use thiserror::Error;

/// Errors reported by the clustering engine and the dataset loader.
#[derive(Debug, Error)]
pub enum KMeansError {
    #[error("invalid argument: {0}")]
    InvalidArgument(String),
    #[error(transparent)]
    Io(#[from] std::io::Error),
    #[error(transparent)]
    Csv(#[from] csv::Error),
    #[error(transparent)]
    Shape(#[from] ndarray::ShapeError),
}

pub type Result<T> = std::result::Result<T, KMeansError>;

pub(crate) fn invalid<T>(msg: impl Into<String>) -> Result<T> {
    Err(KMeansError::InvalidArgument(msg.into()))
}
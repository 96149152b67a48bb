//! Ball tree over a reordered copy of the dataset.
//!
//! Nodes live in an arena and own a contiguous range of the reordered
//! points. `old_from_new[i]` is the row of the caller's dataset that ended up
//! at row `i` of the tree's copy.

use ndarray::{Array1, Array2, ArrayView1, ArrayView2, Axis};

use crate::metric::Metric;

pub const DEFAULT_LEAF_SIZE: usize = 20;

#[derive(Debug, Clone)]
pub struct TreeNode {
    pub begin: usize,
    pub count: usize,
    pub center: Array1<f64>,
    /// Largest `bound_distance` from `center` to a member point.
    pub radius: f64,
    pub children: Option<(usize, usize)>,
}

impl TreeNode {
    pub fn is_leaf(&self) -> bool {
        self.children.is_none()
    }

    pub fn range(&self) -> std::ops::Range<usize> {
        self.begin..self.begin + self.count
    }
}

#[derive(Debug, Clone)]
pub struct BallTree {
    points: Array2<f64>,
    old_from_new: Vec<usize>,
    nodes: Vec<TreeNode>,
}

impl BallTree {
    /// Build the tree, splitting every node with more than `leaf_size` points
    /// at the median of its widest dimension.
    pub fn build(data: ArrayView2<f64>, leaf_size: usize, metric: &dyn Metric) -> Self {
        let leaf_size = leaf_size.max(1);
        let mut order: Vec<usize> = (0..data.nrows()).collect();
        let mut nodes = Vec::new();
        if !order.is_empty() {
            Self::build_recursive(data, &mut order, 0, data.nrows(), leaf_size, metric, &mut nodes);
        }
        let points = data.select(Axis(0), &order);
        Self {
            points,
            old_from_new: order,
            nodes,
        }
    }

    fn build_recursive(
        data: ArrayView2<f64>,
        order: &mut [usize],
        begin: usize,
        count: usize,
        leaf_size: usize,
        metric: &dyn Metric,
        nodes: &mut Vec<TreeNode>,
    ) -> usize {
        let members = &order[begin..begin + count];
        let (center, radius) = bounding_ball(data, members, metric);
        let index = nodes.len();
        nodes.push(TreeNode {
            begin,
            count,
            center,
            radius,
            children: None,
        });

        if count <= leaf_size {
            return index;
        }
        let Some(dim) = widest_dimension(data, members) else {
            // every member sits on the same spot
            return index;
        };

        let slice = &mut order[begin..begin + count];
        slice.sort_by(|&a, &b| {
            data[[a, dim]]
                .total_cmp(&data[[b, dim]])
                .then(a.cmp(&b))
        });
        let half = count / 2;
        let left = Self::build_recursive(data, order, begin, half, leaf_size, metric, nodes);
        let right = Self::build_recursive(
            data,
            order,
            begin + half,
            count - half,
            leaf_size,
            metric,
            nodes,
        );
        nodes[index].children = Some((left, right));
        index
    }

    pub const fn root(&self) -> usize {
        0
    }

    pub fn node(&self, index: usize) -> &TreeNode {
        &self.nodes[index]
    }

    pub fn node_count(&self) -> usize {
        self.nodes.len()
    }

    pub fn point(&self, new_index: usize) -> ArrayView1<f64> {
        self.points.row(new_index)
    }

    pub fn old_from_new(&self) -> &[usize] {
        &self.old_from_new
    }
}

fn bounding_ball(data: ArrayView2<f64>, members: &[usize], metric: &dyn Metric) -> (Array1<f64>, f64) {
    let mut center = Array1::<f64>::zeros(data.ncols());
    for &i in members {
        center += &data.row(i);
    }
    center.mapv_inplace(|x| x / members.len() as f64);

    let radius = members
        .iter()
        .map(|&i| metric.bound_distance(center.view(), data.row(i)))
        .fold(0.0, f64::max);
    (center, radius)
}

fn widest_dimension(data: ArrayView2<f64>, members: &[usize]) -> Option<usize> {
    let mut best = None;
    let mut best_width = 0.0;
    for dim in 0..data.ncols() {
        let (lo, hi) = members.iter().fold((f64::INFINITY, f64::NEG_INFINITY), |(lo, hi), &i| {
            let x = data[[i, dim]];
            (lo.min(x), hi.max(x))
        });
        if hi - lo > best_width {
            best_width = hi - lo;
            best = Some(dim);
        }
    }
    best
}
---
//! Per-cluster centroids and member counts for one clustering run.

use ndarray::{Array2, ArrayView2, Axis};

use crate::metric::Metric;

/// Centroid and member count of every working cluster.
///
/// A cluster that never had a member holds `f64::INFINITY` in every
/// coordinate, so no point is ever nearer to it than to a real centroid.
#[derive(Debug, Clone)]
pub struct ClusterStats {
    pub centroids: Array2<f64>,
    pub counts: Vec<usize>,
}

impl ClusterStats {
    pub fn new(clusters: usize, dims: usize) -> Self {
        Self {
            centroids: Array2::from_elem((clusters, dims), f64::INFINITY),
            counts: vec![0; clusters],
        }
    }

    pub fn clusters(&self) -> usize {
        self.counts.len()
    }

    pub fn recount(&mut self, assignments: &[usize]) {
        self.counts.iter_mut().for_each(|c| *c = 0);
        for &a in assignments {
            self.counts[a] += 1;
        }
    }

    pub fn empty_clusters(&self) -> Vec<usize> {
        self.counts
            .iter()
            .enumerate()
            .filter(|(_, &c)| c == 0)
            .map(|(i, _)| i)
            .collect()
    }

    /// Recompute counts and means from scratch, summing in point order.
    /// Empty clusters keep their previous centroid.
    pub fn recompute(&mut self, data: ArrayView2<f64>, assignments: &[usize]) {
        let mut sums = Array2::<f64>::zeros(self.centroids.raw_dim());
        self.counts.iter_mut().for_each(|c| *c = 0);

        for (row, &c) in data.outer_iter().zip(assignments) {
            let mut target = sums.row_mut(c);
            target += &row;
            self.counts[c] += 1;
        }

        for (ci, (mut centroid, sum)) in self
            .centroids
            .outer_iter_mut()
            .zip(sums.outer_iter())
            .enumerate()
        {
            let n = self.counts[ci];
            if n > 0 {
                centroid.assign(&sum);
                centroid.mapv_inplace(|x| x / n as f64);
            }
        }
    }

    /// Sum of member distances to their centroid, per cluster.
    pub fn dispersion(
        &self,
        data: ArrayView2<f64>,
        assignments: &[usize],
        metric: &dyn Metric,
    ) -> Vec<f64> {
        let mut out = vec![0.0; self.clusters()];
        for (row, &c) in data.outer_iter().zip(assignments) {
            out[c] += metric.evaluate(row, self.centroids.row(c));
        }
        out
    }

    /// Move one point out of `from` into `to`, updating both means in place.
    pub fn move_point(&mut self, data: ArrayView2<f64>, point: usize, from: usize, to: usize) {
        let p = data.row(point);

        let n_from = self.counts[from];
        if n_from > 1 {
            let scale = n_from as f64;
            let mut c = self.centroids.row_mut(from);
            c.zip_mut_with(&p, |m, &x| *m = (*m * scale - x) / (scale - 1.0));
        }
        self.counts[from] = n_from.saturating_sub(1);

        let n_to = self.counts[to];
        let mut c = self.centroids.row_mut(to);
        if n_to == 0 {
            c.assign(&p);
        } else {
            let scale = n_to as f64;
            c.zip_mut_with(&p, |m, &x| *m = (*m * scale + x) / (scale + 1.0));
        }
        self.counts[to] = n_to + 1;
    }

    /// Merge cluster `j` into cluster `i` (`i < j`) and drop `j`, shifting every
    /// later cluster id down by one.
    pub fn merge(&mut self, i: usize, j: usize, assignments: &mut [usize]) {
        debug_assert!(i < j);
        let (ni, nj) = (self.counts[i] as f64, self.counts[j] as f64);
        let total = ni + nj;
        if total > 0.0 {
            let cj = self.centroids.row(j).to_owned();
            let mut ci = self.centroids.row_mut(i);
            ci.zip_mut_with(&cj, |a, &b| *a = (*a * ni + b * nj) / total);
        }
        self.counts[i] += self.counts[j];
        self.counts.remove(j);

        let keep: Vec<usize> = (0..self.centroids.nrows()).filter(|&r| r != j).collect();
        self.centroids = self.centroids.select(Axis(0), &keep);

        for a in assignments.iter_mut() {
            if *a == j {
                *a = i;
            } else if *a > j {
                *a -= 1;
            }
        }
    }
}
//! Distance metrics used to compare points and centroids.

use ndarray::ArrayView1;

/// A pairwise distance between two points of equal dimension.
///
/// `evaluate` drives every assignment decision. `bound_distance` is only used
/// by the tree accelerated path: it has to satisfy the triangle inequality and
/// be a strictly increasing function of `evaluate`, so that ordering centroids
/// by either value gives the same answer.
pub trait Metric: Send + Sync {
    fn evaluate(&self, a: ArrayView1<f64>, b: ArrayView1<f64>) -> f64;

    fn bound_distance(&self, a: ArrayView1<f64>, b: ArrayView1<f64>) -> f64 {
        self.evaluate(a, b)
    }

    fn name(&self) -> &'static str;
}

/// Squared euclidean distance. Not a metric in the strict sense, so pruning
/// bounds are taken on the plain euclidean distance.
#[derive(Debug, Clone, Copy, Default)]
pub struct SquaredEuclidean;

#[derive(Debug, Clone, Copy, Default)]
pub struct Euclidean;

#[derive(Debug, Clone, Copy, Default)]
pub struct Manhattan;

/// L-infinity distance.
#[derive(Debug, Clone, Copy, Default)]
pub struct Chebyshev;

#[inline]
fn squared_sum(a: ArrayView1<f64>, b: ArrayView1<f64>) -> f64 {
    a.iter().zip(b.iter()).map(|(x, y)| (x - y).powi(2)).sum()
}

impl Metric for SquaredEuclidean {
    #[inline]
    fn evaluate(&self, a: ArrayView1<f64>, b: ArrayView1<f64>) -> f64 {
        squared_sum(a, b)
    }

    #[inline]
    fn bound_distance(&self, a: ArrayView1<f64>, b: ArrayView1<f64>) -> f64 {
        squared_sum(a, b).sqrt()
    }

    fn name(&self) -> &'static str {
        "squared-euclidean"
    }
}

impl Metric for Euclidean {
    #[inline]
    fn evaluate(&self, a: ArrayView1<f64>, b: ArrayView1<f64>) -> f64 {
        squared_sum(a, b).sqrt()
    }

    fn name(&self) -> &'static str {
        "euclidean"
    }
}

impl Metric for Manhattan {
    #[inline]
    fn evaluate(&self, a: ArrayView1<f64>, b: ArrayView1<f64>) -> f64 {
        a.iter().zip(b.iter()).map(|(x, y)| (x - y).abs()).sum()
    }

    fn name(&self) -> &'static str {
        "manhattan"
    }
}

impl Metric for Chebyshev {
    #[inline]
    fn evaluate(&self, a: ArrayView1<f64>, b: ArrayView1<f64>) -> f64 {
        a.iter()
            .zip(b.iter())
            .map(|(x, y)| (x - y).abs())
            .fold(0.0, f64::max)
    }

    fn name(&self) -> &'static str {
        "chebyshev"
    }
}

» EXERCISE AIM
Scan the data above and state how many of its lines contain the string "center", with no other content.

» SOLUTION TO THE EXERCISE
9